Uma nota oficial divulgada pela Universidade do Estado da Bahia (UNEB) em solidariedade às vítimas da operação policial no Complexo da Penha, no Rio de Janeiro, gerou forte reação nas redes sociais e entre figuras políticas. No comunicado, divulgado há 4 dias, a instituição lamenta as mais de 120 mortes e classifica o episódio como “massacre” e “uso arbitrário das forças do Estado”. A UNEB acredita tratar-se da normalização da morte de pessoas negras e periféricas.
A publicação provocou indignação de internautas e também do deputado estadual Leandro de Jesus (PL), que classificou o texto como “lixo cultural”. O parlamentar acusou a universidade de estar “descolada da realidade das comunidades”. Também afirmou que “a maioria da população das favelas é composta por pessoas trabalhadoras e de bem”, que vivem sob o domínio de facções criminosas e buscam segurança.
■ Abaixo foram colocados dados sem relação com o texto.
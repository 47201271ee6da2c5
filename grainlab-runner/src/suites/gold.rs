//! Gold checks: derived rows reconcile with silver, every expected view and
//! rollup key exists, and stored statistics survive independent recomputation.

use std::collections::{BTreeMap, BTreeSet};
use std::sync::Arc;

use chrono::{Duration, NaiveDate};
use grainlab_core::calendar::{pct_change, prior_week};
use grainlab_core::config::normalize_key;
use grainlab_core::domain::{validate_record, Dimension};

use crate::check::{
    within_relative, CheckError, CheckResult, ConsistencyCheck, Layer, VerificationContext,
};

// ─── Total reconciliation ────────────────────────────────────────────

/// Summary totals equal silver totals, and rollups add back up to them.
pub struct TotalReconciliation {
    ctx: Arc<VerificationContext>,
}

impl TotalReconciliation {
    pub const NAME: &'static str = "gold_total_reconciliation";

    pub fn new(ctx: Arc<VerificationContext>) -> Self {
        Self { ctx }
    }
}

impl ConsistencyCheck for TotalReconciliation {
    fn name(&self) -> &str {
        Self::NAME
    }

    fn layer(&self) -> Layer {
        Layer::Gold
    }

    fn run(&self) -> Result<CheckResult, CheckError> {
        let mut result = CheckResult::new(Self::NAME, Layer::Gold);
        let tolerance = self.ctx.config.tolerances.reconciliation_rel;

        let mut silver: BTreeMap<(String, NaiveDate), f64> = BTreeMap::new();
        for record in self.ctx.raw.all_records()? {
            if validate_record(&record).is_ok() {
                *silver
                    .entry((normalize_key(&record.commodity), record.week_ending))
                    .or_default() += record.pounds;
            }
        }

        for summary in self.ctx.summaries.all_summaries()? {
            let (commodity, week) = (summary.commodity.as_str(), summary.week_ending);
            let mut problems = Vec::new();

            let silver_total = silver
                .remove(&(commodity.to_string(), week))
                .unwrap_or_default();
            if !within_relative(summary.total_pounds, silver_total, tolerance) {
                problems.push(format!(
                    "summary {} lb vs silver {silver_total} lb",
                    summary.total_pounds
                ));
            }

            let country: f64 = self
                .ctx
                .summaries
                .rollups_for(commodity, week, Dimension::Country)?
                .iter()
                .map(|r| r.pounds)
                .sum();
            if !within_relative(country, summary.total_pounds, tolerance) {
                problems.push(format!(
                    "country rollups {country} lb vs summary {} lb",
                    summary.total_pounds
                ));
            }

            // Regions are optional per record, so they may fall short but never exceed.
            let region: f64 = self
                .ctx
                .summaries
                .rollups_for(commodity, week, Dimension::Region)?
                .iter()
                .map(|r| r.pounds)
                .sum();
            if region > summary.total_pounds * (1.0 + tolerance) {
                problems.push(format!(
                    "region rollups {region} lb exceed summary {} lb",
                    summary.total_pounds
                ));
            }

            if problems.is_empty() {
                result.record_pass();
            } else {
                result.record_failure(format!("{commodity} {week}: {}", problems.join("; ")));
            }
        }

        for ((commodity, week), pounds) in silver {
            result.record_failure(format!(
                "{commodity} {week}: silver has {pounds} lb but no summary row"
            ));
        }
        Ok(result.finish_zero_tolerance())
    }
}

// ─── Materialized views ──────────────────────────────────────────────

pub struct MaterializedViews {
    ctx: Arc<VerificationContext>,
}

impl MaterializedViews {
    pub const NAME: &'static str = "gold_materialized_views";

    pub fn new(ctx: Arc<VerificationContext>) -> Self {
        Self { ctx }
    }
}

impl ConsistencyCheck for MaterializedViews {
    fn name(&self) -> &str {
        Self::NAME
    }

    fn layer(&self) -> Layer {
        Layer::Gold
    }

    fn run(&self) -> Result<CheckResult, CheckError> {
        let mut result = CheckResult::new(Self::NAME, Layer::Gold);
        let existing: BTreeSet<String> =
            self.ctx.summaries.materialized_views()?.into_iter().collect();
        for view in &self.ctx.config.verification.required_views {
            if existing.contains(view) {
                result.record_pass();
            } else {
                result.record_failure(format!("view {view} does not exist"));
            }
        }
        Ok(result.finish_zero_tolerance())
    }
}

// ─── Rolling recompute ───────────────────────────────────────────────

/// Stored trailing-window statistics equal a recomputation from silver
/// daily rows, and every window is complete.
///
/// Windows that reach back before a series' first observation only expect
/// the days since that observation.
pub struct RollingRecompute {
    ctx: Arc<VerificationContext>,
}

impl RollingRecompute {
    pub const NAME: &'static str = "gold_rolling_recompute";

    pub fn new(ctx: Arc<VerificationContext>) -> Self {
        Self { ctx }
    }
}

impl ConsistencyCheck for RollingRecompute {
    fn name(&self) -> &str {
        Self::NAME
    }

    fn layer(&self) -> Layer {
        Layer::Gold
    }

    fn run(&self) -> Result<CheckResult, CheckError> {
        let mut result = CheckResult::new(Self::NAME, Layer::Gold);
        let window = self.ctx.config.rolling_window_days.max(1);
        let tolerance = self.ctx.config.tolerances.rolling_abs;

        let rows = self.ctx.summaries.all_rolling()?;
        if rows.is_empty() {
            result.warn("no rolling statistics materialized");
        }

        let mut first_seen: BTreeMap<String, Option<NaiveDate>> = BTreeMap::new();
        for row in rows {
            let label = format!("{} as of {}", row.series, row.as_of);
            if row.window_days != window {
                result.warn(format!(
                    "{label}: stored window {} days, configured {window}",
                    row.window_days
                ));
            }

            let start = row.as_of - Duration::days(i64::from(window) - 1);
            let mut days = BTreeSet::new();
            let mut sum = 0.0;
            for obs in self.ctx.raw.daily_observations(&row.series, start, row.as_of)? {
                if obs.value.is_finite() {
                    days.insert(obs.date);
                    sum += obs.value;
                }
            }

            let first = match first_seen.get(&row.series).copied() {
                Some(first) => first,
                None => {
                    let first = self
                        .ctx
                        .raw
                        .daily_observations(&row.series, NaiveDate::MIN, NaiveDate::MAX)?
                        .first()
                        .map(|o| o.date);
                    first_seen.insert(row.series.clone(), first);
                    first
                }
            };
            let expected = match first {
                Some(first) if first > start => (row.as_of - first).num_days().max(0) as usize + 1,
                _ => window as usize,
            };

            if days.len() != expected {
                result.record_failure(format!(
                    "day-count mismatch for {label}: expected {expected} days, found {}",
                    days.len()
                ));
                continue;
            }
            if days.is_empty() {
                result.record_failure(format!("{label}: no silver observations in window"));
                continue;
            }
            if row.day_count as usize != days.len() {
                result.warn(format!(
                    "{label}: stored day_count {}, recomputed {}",
                    row.day_count,
                    days.len()
                ));
            }
            let mean = sum / days.len() as f64;
            if (sum - row.sum).abs() > tolerance {
                result.record_failure(format!(
                    "sum mismatch for {label}: stored {}, recomputed {sum}",
                    row.sum
                ));
            } else if (mean - row.mean).abs() > tolerance {
                result.record_failure(format!(
                    "mean mismatch for {label}: stored {}, recomputed {mean}",
                    row.mean
                ));
            } else {
                result.record_pass();
            }
        }
        Ok(result.finish_zero_tolerance())
    }
}

// ─── Dimension coverage ──────────────────────────────────────────────

/// Every destination observed in silver has a rollup row.
///
/// Ports without a configured port-region are excluded from the port view
/// by policy; they are reported as a warning, not a failure.
pub struct DimensionCoverage {
    ctx: Arc<VerificationContext>,
}

impl DimensionCoverage {
    pub const NAME: &'static str = "gold_dimension_coverage";

    pub fn new(ctx: Arc<VerificationContext>) -> Self {
        Self { ctx }
    }
}

impl ConsistencyCheck for DimensionCoverage {
    fn name(&self) -> &str {
        Self::NAME
    }

    fn layer(&self) -> Layer {
        Layer::Gold
    }

    fn run(&self) -> Result<CheckResult, CheckError> {
        let mut result = CheckResult::new(Self::NAME, Layer::Gold);
        let mut unmapped_ports = BTreeSet::new();

        for summary in self.ctx.summaries.all_summaries()? {
            let (commodity, week) = (summary.commodity.as_str(), summary.week_ending);
            for dimension in Dimension::ALL {
                let present: BTreeSet<String> = self
                    .ctx
                    .summaries
                    .rollups_for(commodity, week, dimension)?
                    .into_iter()
                    .map(|r| r.destination)
                    .collect();

                let observed = self.ctx.raw.distinct_destinations(commodity, week, dimension)?;
                let expected: BTreeSet<String> = match dimension {
                    Dimension::Port => observed
                        .into_iter()
                        .filter_map(|port| match self.ctx.config.port_region(&port) {
                            Some(region) => Some(region.to_string()),
                            None => {
                                unmapped_ports.insert(port);
                                None
                            }
                        })
                        .collect(),
                    _ => observed.into_iter().collect(),
                };

                for key in expected {
                    if present.contains(&key) {
                        result.record_pass();
                    } else {
                        result.record_failure(format!(
                            "{commodity} {week}: no {} rollup for {key}",
                            dimension.view_name()
                        ));
                    }
                }
            }
        }

        if !unmapped_ports.is_empty() {
            let ports: Vec<_> = unmapped_ports.into_iter().collect();
            result.warn(format!(
                "ports without a port-region (excluded by policy): {}",
                ports.join(", ")
            ));
        }
        Ok(result.finish_zero_tolerance())
    }
}

// ─── Marketing-year-to-date recurrence ───────────────────────────────

/// `my_to_date(n) = my_to_date(n-1) + total(n)` within each marketing year,
/// and each row's marketing year matches the configured calendar.
pub struct MyToDateRecurrence {
    ctx: Arc<VerificationContext>,
}

impl MyToDateRecurrence {
    pub const NAME: &'static str = "gold_my_to_date_recurrence";

    pub fn new(ctx: Arc<VerificationContext>) -> Self {
        Self { ctx }
    }
}

impl ConsistencyCheck for MyToDateRecurrence {
    fn name(&self) -> &str {
        Self::NAME
    }

    fn layer(&self) -> Layer {
        Layer::Gold
    }

    fn run(&self) -> Result<CheckResult, CheckError> {
        let mut result = CheckResult::new(Self::NAME, Layer::Gold);
        let resolver = self.ctx.resolver();
        let tolerance = self.ctx.config.tolerances.reconciliation_rel;

        let mut rows = self.ctx.summaries.all_summaries()?;
        rows.sort_by(|a, b| (&a.commodity, a.week_ending).cmp(&(&b.commodity, b.week_ending)));

        // (commodity, marketing year, running total)
        let mut running: Option<(String, i32, f64)> = None;
        for row in rows {
            let label = format!("{} {}", row.commodity, row.week_ending);
            let year = match resolver.get_marketing_year(&row.commodity, row.week_ending) {
                Ok(year) => year,
                Err(e) => {
                    result.record_failure(format!("{label}: {e}"));
                    continue;
                }
            };
            if year != row.marketing_year {
                result.record_failure(format!(
                    "{label}: stored marketing year {}, calendar says {year}",
                    row.marketing_year
                ));
                continue;
            }

            let expected = match &running {
                Some((c, y, total)) if *c == row.commodity && *y == year => {
                    total + row.total_pounds
                }
                _ => row.total_pounds,
            };
            running = Some((row.commodity.clone(), year, expected));

            if within_relative(row.my_to_date_pounds, expected, tolerance) {
                result.record_pass();
            } else {
                result.record_failure(format!(
                    "{label}: my_to_date {} lb, running total {expected} lb",
                    row.my_to_date_pounds
                ));
            }
        }
        Ok(result.finish_zero_tolerance())
    }
}

// ─── Alert thresholds ────────────────────────────────────────────────

/// Stored alert flags equal flags recomputed from persisted week totals.
pub struct AlertThresholds {
    ctx: Arc<VerificationContext>,
}

impl AlertThresholds {
    pub const NAME: &'static str = "gold_alert_thresholds";

    pub fn new(ctx: Arc<VerificationContext>) -> Self {
        Self { ctx }
    }
}

impl ConsistencyCheck for AlertThresholds {
    fn name(&self) -> &str {
        Self::NAME
    }

    fn layer(&self) -> Layer {
        Layer::Gold
    }

    fn run(&self) -> Result<CheckResult, CheckError> {
        let mut result = CheckResult::new(Self::NAME, Layer::Gold);
        let threshold = self.ctx.config.alert_threshold_pct;

        let rows = self.ctx.summaries.all_summaries()?;
        let totals: BTreeMap<(&str, NaiveDate), f64> = rows
            .iter()
            .map(|r| ((r.commodity.as_str(), r.week_ending), r.total_pounds))
            .collect();

        for row in &rows {
            let prior = totals
                .get(&(row.commodity.as_str(), prior_week(row.week_ending)))
                .copied();
            let wow = pct_change(prior, row.total_pounds);
            let expected = wow.is_some_and(|pct| pct.abs() >= threshold);
            if row.alert == expected {
                result.record_pass();
            } else {
                result.record_failure(format!(
                    "{} {}: alert flag {}, expected {expected} (week-over-week {})",
                    row.commodity,
                    row.week_ending,
                    row.alert,
                    wow.map_or_else(|| "n/a".to_string(), |p| format!("{p:.2}%"))
                ));
            }
        }
        Ok(result.finish_zero_tolerance())
    }
}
Pesquisas recentes revelaram que mais de 80% de moradores de favela de todo país, não somente do Rio de Janeiro, apoiaram a ação. Dos 121 mortos, conforme apuração do Informe Baiano, quase 100 tinham ficha criminal extensa. Dois eram estupradores com condenação judicial.
“As universidades hoje vivem uma utopia da esquerda e produzem lixo cultural. Notas como essa da UNEB nos envergonham e não representam o povo baiano nem as periferias”, disse o deputado, destacando ainda o respeito aos quatro policiais mortos na operação.
Além da reação política, parte dos estudantes da própria universidade também criticou o teor da nota, apontando que o posicionamento institucional não refletiria o pensamento de toda a comunidade acadêmica.